For the records that follow, please set down exactly the lines between the one holding "let window = &mut *guard;" and the one holding "(tx_packets - window.prev_tx_packets)", inclusive, and only those.
=== RECORDED DATA ===
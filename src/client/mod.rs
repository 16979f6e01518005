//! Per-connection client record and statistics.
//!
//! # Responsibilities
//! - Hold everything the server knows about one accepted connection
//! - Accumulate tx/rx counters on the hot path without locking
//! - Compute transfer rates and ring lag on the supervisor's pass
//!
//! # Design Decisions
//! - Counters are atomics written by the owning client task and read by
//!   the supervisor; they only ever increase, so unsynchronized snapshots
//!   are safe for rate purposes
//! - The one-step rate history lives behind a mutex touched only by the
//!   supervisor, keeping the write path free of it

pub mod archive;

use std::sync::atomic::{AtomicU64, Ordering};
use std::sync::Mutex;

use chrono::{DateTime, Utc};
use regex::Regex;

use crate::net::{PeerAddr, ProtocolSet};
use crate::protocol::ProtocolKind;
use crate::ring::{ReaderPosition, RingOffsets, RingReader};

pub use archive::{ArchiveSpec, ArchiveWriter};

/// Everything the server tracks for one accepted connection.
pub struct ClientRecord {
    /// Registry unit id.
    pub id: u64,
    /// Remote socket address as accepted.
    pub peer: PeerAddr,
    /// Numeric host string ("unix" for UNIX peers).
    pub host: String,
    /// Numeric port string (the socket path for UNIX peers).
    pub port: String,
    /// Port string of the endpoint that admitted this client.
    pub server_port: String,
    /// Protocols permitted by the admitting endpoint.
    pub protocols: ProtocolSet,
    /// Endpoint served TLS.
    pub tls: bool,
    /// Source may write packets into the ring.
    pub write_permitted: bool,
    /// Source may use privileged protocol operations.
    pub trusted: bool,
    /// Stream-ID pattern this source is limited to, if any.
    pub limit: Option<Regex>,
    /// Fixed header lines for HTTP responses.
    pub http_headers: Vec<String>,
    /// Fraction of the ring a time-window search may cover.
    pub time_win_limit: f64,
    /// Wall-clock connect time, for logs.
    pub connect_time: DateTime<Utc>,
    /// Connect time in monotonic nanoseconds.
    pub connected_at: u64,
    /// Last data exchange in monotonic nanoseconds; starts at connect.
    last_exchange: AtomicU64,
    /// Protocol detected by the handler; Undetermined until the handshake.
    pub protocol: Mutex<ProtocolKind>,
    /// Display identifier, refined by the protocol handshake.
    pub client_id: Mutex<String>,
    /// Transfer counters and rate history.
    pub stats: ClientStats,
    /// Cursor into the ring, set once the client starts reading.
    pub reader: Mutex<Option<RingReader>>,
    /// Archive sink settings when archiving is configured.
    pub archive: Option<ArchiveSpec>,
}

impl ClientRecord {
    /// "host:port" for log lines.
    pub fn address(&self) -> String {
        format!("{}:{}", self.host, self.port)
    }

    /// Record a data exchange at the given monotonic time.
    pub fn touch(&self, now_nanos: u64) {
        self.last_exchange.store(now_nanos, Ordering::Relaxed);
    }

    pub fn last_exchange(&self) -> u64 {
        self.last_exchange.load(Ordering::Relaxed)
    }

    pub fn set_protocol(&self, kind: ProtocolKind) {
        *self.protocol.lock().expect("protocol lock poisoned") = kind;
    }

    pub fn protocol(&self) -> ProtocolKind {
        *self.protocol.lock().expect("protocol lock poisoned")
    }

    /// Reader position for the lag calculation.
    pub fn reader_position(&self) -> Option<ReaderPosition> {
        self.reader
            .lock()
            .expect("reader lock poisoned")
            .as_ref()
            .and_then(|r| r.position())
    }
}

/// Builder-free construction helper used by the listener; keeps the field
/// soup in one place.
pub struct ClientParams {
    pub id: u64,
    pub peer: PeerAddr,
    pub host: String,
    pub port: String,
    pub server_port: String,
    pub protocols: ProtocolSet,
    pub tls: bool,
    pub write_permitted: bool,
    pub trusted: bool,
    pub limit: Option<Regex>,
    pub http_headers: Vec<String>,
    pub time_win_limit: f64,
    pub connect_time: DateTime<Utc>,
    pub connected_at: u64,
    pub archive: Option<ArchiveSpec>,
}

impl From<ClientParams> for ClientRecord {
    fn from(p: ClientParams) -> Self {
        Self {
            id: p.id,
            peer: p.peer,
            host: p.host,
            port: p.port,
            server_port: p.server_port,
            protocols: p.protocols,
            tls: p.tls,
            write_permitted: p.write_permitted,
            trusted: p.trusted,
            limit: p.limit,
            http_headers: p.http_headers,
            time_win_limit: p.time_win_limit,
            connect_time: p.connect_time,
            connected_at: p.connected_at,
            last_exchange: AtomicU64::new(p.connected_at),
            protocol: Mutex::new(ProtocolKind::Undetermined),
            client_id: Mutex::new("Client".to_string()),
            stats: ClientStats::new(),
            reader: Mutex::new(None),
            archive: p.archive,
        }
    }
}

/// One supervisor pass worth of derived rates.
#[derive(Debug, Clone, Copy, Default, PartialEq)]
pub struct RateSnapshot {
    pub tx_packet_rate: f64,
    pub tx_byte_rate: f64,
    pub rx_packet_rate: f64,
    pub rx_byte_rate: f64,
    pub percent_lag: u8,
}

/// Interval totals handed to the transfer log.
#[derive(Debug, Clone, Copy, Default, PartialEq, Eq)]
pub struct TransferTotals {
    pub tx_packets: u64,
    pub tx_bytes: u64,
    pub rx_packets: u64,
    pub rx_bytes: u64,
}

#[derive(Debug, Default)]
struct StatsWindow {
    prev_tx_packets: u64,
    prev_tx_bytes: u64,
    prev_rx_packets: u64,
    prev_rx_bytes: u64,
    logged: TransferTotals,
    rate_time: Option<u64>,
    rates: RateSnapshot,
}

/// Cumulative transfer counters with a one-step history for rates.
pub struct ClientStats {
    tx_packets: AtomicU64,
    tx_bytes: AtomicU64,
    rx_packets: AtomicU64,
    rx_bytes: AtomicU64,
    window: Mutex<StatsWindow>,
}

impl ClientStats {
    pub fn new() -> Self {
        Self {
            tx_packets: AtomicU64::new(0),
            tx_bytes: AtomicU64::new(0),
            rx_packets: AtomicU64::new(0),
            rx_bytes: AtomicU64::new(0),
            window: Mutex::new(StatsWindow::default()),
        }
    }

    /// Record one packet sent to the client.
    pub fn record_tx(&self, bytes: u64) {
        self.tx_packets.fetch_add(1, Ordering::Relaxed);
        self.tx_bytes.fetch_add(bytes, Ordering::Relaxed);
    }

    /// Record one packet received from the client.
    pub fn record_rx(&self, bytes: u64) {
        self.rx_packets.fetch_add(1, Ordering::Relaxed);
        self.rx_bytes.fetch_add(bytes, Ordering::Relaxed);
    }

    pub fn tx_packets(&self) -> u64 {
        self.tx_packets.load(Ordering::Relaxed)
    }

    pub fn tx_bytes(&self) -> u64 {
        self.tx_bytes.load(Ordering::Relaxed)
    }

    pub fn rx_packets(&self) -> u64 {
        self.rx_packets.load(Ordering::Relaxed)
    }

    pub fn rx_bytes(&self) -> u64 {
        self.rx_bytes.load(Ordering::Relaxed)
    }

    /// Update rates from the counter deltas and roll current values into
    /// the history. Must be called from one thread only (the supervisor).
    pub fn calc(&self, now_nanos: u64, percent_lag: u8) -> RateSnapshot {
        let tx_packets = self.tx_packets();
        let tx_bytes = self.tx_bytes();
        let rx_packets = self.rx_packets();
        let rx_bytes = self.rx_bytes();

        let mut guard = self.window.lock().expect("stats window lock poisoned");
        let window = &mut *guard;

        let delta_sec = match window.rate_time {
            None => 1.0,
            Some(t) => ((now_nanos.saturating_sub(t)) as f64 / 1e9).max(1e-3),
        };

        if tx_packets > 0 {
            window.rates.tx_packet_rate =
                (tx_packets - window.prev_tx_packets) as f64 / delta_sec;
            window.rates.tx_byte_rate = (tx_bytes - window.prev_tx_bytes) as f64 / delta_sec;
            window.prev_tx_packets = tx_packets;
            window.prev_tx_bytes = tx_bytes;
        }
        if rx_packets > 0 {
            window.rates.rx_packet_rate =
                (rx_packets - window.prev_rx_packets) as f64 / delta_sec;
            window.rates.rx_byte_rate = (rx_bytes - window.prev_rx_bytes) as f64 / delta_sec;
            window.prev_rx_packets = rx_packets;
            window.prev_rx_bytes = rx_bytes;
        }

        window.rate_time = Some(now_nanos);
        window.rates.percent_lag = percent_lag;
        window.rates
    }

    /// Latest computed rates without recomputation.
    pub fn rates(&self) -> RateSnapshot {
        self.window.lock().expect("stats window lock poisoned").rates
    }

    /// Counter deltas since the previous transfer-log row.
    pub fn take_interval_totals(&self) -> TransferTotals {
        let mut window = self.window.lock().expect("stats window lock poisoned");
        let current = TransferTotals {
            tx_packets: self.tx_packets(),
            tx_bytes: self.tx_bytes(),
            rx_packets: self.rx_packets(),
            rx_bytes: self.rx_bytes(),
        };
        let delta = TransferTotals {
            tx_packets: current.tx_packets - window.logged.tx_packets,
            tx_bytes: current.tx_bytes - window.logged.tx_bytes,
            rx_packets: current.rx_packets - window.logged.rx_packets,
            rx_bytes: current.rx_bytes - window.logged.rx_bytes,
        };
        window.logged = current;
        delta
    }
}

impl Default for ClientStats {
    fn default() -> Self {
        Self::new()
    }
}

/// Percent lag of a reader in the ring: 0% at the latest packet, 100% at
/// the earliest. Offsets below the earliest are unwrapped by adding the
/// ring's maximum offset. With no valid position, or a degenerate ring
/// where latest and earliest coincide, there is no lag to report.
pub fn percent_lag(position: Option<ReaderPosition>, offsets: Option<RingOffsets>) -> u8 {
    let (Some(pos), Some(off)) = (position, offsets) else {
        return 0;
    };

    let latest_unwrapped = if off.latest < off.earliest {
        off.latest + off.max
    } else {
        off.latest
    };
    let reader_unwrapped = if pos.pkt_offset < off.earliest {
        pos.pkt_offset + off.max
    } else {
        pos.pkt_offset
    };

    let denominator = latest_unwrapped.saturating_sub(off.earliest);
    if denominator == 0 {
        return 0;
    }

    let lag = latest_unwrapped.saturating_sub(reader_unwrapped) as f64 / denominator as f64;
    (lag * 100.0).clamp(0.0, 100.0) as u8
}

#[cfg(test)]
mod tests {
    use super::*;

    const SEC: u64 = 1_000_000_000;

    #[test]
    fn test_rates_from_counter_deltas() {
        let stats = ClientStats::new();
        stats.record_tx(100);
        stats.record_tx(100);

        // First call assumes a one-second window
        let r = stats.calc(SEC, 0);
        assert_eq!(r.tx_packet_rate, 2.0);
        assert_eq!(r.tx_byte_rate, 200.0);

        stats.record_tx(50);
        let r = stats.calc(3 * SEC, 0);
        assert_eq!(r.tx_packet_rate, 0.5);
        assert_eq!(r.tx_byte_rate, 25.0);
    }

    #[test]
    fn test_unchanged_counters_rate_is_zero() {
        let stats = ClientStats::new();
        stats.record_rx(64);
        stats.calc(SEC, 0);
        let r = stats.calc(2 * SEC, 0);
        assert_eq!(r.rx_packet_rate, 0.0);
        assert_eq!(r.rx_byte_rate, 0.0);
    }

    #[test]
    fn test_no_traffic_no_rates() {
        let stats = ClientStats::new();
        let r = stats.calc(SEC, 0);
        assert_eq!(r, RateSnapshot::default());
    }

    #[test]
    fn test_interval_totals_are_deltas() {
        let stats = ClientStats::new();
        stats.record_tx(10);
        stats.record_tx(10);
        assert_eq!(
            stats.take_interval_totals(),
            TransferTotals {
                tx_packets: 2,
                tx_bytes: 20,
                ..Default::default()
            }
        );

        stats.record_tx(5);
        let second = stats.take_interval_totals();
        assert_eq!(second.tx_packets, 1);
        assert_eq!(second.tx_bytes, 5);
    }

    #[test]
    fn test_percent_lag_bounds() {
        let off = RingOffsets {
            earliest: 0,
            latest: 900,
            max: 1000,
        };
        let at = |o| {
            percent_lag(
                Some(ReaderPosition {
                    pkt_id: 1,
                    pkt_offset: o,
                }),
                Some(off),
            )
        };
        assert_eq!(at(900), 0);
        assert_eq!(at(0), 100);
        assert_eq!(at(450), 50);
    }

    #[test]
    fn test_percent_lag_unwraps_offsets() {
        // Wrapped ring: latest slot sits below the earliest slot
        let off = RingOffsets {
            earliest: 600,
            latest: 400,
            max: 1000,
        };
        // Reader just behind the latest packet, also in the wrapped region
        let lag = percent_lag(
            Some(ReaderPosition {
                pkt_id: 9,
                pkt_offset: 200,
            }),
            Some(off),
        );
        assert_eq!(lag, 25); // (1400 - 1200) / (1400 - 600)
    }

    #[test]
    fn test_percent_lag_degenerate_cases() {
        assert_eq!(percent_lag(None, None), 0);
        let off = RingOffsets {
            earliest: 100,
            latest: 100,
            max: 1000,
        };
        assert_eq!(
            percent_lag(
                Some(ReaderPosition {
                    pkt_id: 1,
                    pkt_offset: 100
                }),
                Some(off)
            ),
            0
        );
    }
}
===
=== RECORDED DATA ===
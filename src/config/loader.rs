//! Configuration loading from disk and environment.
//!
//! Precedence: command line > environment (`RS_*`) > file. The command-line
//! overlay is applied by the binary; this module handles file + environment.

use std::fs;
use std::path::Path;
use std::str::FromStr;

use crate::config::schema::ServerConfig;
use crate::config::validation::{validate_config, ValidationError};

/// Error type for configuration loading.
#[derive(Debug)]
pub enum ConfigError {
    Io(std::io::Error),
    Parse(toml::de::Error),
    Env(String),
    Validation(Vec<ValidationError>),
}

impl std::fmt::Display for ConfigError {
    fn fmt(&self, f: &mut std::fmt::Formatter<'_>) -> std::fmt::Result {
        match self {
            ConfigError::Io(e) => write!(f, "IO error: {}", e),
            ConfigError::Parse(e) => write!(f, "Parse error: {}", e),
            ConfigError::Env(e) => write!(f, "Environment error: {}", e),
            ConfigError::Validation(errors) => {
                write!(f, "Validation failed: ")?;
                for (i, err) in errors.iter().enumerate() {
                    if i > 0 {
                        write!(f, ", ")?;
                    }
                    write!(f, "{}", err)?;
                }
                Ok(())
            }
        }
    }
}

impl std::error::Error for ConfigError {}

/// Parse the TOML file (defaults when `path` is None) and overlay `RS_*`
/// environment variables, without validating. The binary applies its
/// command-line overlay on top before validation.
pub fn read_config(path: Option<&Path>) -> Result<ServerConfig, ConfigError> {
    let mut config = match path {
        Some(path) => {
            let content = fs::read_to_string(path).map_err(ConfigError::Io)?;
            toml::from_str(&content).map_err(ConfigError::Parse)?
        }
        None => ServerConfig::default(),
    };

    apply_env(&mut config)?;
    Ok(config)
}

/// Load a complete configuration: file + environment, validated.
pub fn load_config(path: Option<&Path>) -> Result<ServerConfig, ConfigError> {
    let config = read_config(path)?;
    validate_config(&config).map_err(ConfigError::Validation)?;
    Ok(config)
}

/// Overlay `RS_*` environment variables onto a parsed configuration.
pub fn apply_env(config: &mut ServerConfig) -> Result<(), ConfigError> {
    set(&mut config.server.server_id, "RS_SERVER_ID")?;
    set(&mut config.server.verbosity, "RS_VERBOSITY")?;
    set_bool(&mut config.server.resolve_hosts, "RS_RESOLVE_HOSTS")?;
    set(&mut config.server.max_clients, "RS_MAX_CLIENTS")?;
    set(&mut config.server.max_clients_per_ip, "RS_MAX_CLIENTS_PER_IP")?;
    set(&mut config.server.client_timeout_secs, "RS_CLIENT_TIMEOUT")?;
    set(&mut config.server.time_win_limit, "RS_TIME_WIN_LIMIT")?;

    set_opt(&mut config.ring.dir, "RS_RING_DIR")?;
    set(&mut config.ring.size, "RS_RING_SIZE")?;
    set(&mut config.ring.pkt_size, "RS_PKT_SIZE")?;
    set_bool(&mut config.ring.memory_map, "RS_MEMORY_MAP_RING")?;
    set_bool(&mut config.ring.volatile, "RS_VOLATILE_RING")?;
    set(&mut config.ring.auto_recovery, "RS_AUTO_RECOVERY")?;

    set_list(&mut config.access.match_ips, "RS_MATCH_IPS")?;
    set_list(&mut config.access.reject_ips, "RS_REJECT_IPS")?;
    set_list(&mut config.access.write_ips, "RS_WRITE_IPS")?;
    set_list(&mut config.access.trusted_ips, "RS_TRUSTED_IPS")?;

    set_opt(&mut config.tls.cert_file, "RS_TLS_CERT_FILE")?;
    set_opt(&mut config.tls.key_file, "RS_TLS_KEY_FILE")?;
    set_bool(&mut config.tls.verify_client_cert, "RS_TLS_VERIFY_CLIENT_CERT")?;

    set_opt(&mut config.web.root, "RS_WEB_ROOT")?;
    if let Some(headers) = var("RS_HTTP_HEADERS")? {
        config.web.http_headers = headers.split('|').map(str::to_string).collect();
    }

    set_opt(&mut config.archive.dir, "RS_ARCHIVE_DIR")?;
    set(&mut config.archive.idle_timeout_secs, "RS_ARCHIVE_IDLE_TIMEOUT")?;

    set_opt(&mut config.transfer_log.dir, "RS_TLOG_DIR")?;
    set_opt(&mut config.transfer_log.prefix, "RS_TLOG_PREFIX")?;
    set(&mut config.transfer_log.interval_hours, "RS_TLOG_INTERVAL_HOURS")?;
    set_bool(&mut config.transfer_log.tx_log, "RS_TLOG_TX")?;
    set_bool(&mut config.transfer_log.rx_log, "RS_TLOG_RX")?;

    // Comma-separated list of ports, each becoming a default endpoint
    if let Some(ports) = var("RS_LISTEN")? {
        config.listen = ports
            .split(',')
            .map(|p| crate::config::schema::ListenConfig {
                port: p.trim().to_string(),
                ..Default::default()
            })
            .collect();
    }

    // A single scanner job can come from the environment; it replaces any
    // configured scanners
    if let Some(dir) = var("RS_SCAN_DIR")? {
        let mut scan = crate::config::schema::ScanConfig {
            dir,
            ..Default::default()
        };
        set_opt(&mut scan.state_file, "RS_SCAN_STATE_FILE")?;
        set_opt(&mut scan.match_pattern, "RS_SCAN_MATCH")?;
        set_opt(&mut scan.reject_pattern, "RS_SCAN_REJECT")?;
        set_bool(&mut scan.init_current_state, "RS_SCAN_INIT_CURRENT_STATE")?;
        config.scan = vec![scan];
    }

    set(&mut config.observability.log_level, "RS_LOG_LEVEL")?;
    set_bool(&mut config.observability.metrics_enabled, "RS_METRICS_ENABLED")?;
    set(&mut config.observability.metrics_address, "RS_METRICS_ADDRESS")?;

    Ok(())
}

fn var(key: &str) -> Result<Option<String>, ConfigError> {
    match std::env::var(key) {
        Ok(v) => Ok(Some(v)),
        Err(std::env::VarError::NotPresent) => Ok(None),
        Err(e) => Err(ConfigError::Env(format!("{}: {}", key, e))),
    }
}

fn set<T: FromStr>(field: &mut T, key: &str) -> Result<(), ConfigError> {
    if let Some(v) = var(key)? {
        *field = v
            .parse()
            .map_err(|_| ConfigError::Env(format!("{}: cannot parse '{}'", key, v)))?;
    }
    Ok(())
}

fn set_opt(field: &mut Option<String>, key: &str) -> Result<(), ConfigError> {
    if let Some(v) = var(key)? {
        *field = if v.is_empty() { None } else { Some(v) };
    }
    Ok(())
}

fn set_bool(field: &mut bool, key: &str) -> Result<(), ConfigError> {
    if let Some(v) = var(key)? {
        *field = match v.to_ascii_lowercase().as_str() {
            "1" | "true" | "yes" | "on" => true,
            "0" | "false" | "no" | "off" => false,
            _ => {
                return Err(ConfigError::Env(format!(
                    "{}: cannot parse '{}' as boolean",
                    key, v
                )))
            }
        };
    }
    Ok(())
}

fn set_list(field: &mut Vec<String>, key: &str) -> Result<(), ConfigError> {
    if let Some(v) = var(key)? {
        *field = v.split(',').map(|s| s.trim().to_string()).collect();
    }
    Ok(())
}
===
=== RECORDED DATA ===
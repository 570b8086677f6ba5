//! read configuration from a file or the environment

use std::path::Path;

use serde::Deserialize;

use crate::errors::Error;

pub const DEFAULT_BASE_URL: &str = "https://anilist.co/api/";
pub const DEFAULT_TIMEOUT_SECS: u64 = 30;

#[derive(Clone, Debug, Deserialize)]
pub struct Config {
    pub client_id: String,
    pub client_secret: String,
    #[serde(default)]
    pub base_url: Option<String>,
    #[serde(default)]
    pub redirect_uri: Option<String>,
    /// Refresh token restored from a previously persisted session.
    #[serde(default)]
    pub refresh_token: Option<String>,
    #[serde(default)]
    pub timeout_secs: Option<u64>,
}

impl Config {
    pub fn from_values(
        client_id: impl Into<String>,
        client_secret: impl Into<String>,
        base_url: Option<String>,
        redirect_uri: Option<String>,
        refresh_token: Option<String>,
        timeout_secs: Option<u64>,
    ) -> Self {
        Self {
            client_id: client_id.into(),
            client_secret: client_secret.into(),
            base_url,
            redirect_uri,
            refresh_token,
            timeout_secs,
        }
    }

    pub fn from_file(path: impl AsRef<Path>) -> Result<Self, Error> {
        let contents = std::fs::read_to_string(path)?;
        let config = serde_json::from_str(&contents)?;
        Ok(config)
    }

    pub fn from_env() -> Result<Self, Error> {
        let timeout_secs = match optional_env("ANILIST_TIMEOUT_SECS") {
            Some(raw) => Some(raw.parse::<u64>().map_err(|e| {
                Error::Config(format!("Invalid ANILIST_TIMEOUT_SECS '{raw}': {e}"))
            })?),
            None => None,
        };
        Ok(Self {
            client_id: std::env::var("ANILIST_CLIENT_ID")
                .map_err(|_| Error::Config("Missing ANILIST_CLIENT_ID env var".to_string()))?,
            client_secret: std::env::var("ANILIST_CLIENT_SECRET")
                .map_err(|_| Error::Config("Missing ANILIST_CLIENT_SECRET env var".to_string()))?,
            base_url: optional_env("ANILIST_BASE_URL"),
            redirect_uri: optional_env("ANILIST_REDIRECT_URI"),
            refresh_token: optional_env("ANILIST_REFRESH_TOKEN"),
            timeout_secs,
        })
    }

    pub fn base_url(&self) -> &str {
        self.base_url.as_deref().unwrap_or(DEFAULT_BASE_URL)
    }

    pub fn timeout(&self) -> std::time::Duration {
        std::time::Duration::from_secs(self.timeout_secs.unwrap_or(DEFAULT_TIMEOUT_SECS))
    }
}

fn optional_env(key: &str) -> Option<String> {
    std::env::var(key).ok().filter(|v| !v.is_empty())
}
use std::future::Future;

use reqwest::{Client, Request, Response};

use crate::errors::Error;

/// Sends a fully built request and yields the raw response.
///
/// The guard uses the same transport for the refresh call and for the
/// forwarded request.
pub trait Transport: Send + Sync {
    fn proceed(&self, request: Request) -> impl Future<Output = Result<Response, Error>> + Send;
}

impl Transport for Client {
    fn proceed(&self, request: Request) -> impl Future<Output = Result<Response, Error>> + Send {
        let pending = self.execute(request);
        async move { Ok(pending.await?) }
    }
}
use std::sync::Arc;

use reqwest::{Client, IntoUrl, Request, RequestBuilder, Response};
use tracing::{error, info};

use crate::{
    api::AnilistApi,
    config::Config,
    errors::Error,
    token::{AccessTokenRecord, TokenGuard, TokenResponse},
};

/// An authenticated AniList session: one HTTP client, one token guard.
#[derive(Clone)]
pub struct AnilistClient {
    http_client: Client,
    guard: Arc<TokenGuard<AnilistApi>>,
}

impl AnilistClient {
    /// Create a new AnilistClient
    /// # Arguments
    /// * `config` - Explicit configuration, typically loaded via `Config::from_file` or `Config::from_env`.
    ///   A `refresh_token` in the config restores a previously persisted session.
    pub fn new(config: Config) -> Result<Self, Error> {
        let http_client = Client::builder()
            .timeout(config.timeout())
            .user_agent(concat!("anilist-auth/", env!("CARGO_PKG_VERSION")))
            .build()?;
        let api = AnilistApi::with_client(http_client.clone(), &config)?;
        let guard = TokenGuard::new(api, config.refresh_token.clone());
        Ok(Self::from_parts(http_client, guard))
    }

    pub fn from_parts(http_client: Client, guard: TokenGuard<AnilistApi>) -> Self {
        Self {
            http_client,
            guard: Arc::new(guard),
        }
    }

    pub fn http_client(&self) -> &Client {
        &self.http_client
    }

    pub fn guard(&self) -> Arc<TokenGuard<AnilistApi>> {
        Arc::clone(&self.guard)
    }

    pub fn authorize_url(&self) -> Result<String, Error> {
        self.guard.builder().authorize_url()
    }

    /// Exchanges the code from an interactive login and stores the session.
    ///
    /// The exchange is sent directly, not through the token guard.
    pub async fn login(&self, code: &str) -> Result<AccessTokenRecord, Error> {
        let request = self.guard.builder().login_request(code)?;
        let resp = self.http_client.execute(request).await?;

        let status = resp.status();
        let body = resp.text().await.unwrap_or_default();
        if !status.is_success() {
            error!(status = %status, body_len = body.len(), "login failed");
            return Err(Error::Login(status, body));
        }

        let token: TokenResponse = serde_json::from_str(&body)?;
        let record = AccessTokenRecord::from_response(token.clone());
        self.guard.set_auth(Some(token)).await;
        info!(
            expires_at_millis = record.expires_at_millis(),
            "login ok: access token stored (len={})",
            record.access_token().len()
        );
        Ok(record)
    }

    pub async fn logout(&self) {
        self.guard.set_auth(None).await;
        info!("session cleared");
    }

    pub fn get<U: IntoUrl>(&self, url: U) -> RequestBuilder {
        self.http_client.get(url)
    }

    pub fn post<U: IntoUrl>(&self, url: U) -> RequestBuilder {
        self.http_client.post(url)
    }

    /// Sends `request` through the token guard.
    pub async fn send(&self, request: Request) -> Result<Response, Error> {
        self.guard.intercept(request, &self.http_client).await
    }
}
===
(EXERCISE SOLUTION)
        let window = &mut *guard;

        let delta_sec = match window.rate_time {
            None => 1.0,
            Some(t) => ((now_nanos.saturating_sub(t)) as f64 / 1e9).max(1e-3),
        };

        if tx_packets > 0 {
            window.rates.tx_packet_rate =
                (tx_packets - window.prev_tx_packets) as f64 / delta_sec;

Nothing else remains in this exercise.